We have many people ask us about what to cut back in the fall…
Photo credit: MTSOfan on VisualHunt / CC BY-NC-SA
First let’s address ornamental grasses. These plants give us a long season of interest especially when transitioning into fall when so many plants start to go to sleep. There are a few factors to consider when determining what to do with your grasses in the fall. If they dry nicely and are in a location that shows off their beauty during the winter months, by all means let them go and then chop them to the ground in the spring. Most ornamental grass are warm weather plants for our region and will not start to grow until well into May, so you have plenty of time to get this task done when spring arrives. There is one variety, Miscanthus sinensis ‘Variegatus’ with the wide green/white vertical striped blades that I find will pull out of the ground and be all over the yard if not cut back in the fall. If we happen to get an early snow that beats down your grasses before they can dry sufficiently, it is also better cut them down in the fall as they will not look good once this happens. We have clients with many ornamental grasses in various locations so we will remove the ones in fall that will not be seen and leave the more visible ones for winter interest.

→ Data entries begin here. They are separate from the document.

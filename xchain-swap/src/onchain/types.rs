use ethers::types::{Address, Bloom, H256, U256};
use ethers::utils::keccak256;
use ethers::utils::rlp::RlpStream;
use serde::{Deserialize, Serialize};

pub use ethers::types::Signature as EvmSignature;

#[derive(Clone, Debug, PartialEq, Eq, Serialize, Deserialize)]
pub struct EvmLog {
    pub address: Address,
    pub topics: Vec<H256>,
    pub data: Vec<u8>,
}

#[derive(Clone, Debug, PartialEq, Eq, Serialize, Deserialize)]
pub struct EvmReceipt {
    pub transaction_hash: H256,
    pub transaction_index: u64,
    pub block_number: u64,
    /// EIP-2718 envelope type. Zero for legacy receipts.
    pub transaction_type: u8,
    pub status: bool,
    pub cumulative_gas_used: U256,
    pub logs_bloom: Bloom,
    pub logs: Vec<EvmLog>,
}

impl EvmReceipt {
    /// Consensus encoding, i.e. the value stored in the receipts trie:
    /// `rlp([status, cumulativeGasUsed, logsBloom, logs])`, prefixed with the
    /// type byte for typed receipts.
    pub fn rlp_bytes(&self) -> Vec<u8> {
        let mut stream = RlpStream::new_list(4);
        stream.append(&u64::from(self.status));
        stream.append(&self.cumulative_gas_used);
        stream.append(&self.logs_bloom.as_bytes().to_vec());
        stream.begin_list(self.logs.len());
        for log in &self.logs {
            stream.begin_list(3);
            stream.append(&log.address.as_bytes().to_vec());
            stream.begin_list(log.topics.len());
            for topic in &log.topics {
                stream.append(&topic.as_bytes().to_vec());
            }
            stream.append(&log.data);
        }
        let body = stream.out().to_vec();
        if self.transaction_type == 0 {
            return body;
        }
        let mut typed = Vec::with_capacity(body.len() + 1);
        typed.push(self.transaction_type);
        typed.extend(body);
        typed
    }
}

#[derive(Clone, Debug, PartialEq, Eq, Serialize, Deserialize)]
pub struct EvmBlock {
    pub number: u64,
    pub hash: H256,
    pub parent_hash: H256,
    pub receipts_root: H256,
    pub timestamp: u64,
    /// Transaction hashes in block order. Left empty unless requested.
    pub transactions: Vec<H256>,
}

/// 2048-bit logs bloom over every log address and topic (three 11-bit
/// indices taken from the keccak of each item).
pub fn logs_bloom(logs: &[EvmLog]) -> Bloom {
    let mut bloom = [0u8; 256];
    for log in logs {
        accrue(&mut bloom, log.address.as_bytes());
        for topic in &log.topics {
            accrue(&mut bloom, topic.as_bytes());
        }
    }
    Bloom::from(bloom)
}

fn accrue(bloom: &mut [u8; 256], input: &[u8]) {
    let hash = keccak256(input);
    for i in [0usize, 2, 4] {
        let bit = ((usize::from(hash[i]) << 8) | usize::from(hash[i + 1])) & 2047;
        bloom[255 - bit / 8] |= 1 << (bit % 8);
    }
}

#[cfg(test)]
mod tests {
    use super::*;
    use ethers::utils::rlp::Rlp;

    fn sample_receipt(transaction_type: u8) -> EvmReceipt {
        let logs = vec![EvmLog {
            address: Address::from_low_u64_be(0x5a),
            topics: vec![H256::repeat_byte(1), H256::repeat_byte(2)],
            data: vec![0xde, 0xad],
        }];
        EvmReceipt {
            transaction_hash: H256::repeat_byte(9),
            transaction_index: 3,
            block_number: 12,
            transaction_type,
            status: true,
            cumulative_gas_used: U256::from(90_000u64),
            logs_bloom: logs_bloom(&logs),
            logs,
        }
    }

    #[test]
    fn legacy_receipt_encoding_shape() {
        let receipt = sample_receipt(0);
        let encoded = receipt.rlp_bytes();
        let rlp = Rlp::new(&encoded);
        assert!(rlp.is_list());
        assert_eq!(rlp.item_count().unwrap(), 4);
        assert_eq!(rlp.val_at::<u64>(0).unwrap(), 1);
        assert_eq!(rlp.val_at::<U256>(1).unwrap(), U256::from(90_000u64));
        assert_eq!(rlp.at(2).unwrap().data().unwrap(), receipt.logs_bloom.as_bytes());
        let log = rlp.at(3).unwrap().at(0).unwrap();
        assert_eq!(log.at(0).unwrap().data().unwrap(), receipt.logs[0].address.as_bytes());
        assert_eq!(log.at(1).unwrap().item_count().unwrap(), 2);
        assert_eq!(log.at(2).unwrap().data().unwrap(), &[0xde, 0xad]);
    }

    #[test]
    fn typed_receipt_is_prefixed() {
        let legacy = sample_receipt(0).rlp_bytes();
        let typed = sample_receipt(2).rlp_bytes();
        assert_eq!(typed[0], 2);
        assert_eq!(&typed[1..], legacy.as_slice());
    }

    #[test]
    fn failed_status_encodes_as_empty() {
        let mut receipt = sample_receipt(0);
        receipt.status = false;
        let encoded = receipt.rlp_bytes();
        let rlp = Rlp::new(&encoded);
        assert!(rlp.at(0).unwrap().is_empty());
    }

    #[test]
    fn bloom_contains_log_members() {
        let receipt = sample_receipt(0);
        let bloom = receipt.logs_bloom;
        assert!(!bloom.is_zero());
        // Three bits per member, at most
        let set_bits: u32 = bloom.as_bytes().iter().map(|b| b.count_ones()).sum();
        assert!(set_bits <= 9 && set_bits >= 3);
        assert!(logs_bloom(&[]).is_zero());
    }
}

Photo credit: ritavida on Visual hunt / CC BY-NC-SA
Fall is a great time to do dormant pruning on many shrubs. This is when the plant has stopped growing for the season and the energy has moved back to the root system for the winter. Many people make the mistake of just chopping the height of the plant but this will result and thick new growth out at the ends where it was trimmed rather than an even distribution of growth throughout the shrub. It is better to thin out the plant by removing roughly 1/3 of the thicker older branches and then go back through pruning the overall height by 1/3. Many shrubs such as Spirea and Ninebark are what we consider ‘Cut down’ shrubs and can be pruned all the way to the ground yearly or every few years for total rejuvenation. This prevents them from looking woody and sparse at the base. Spring blooming plants such as Lilacs and Rhododendron are best done after flowering in the spring as they produce their flower buds in the summer of the previous season and carry them through the winter months. If the plant is drastically overgrown this can be approached over a three season time frame for total rejuvenation while still enjoying flowers each season. If you don’t mind waiting a few seasons for the plant to re-grow sufficiently you can take a drastic approach. Lilacs can be totally cut to the ground and will produce new shoots from the roots at ground level. Rhododendron can be cut back to 18-24” with only thick woody stems remaining and will produce new lush growth from these stems and should re-grow to a height of 3-4’ producing flowers. In both of these cases you will not have flowers for a few years, but they should return within three seasons.
Photo credit: lezumbalaberenjena on Visualhunt / CC BY-NC-ND
Most trees should not require annual pruning if planted in the proper location with a good branching system from a young age. Occasionally trees can be limbed up for easier mower access and the key is simply the proper cut which allows the tree to compartmentalize and heal properly. We do a lot of pruning on smaller trees such as Japanese Maples and Crabapples in order to keep their growth restricted for smaller sites. Fruit trees are generally done in the late winter in order to prevent stem dieback or disease which can result when pruned in the fall.
Photo credit: OliBac on Visualhunt.com/ CC BY
Perennials as a general rule should be cut down to the ground in the fall. Some plants such as Coneflower produce attractive seed heads that the birds love. Sedum flower heads are attractive during the winter as the snow forms white mushroom caps. Perennials can also be cut down and cleaned up in the spring if you don’t get it done in the fall. Plants such as Hosta and Daylilies can be cut down in the fall as soon as they begin to look unattractive, but if you wait until after a couple good freezes the foliage and spent stems will pull easily without cutting.
Photo credit: Barbara.K on Visualhunt.com / CC BY-NC-ND
Weeding is one of the most important fall tasks so as to prevent seeds from dropping and establishing again the next season. Troublesome weeds such as Bittercress tend to flourish during the cool fall season but you can eradicate this difficult weed by removing before they go to see.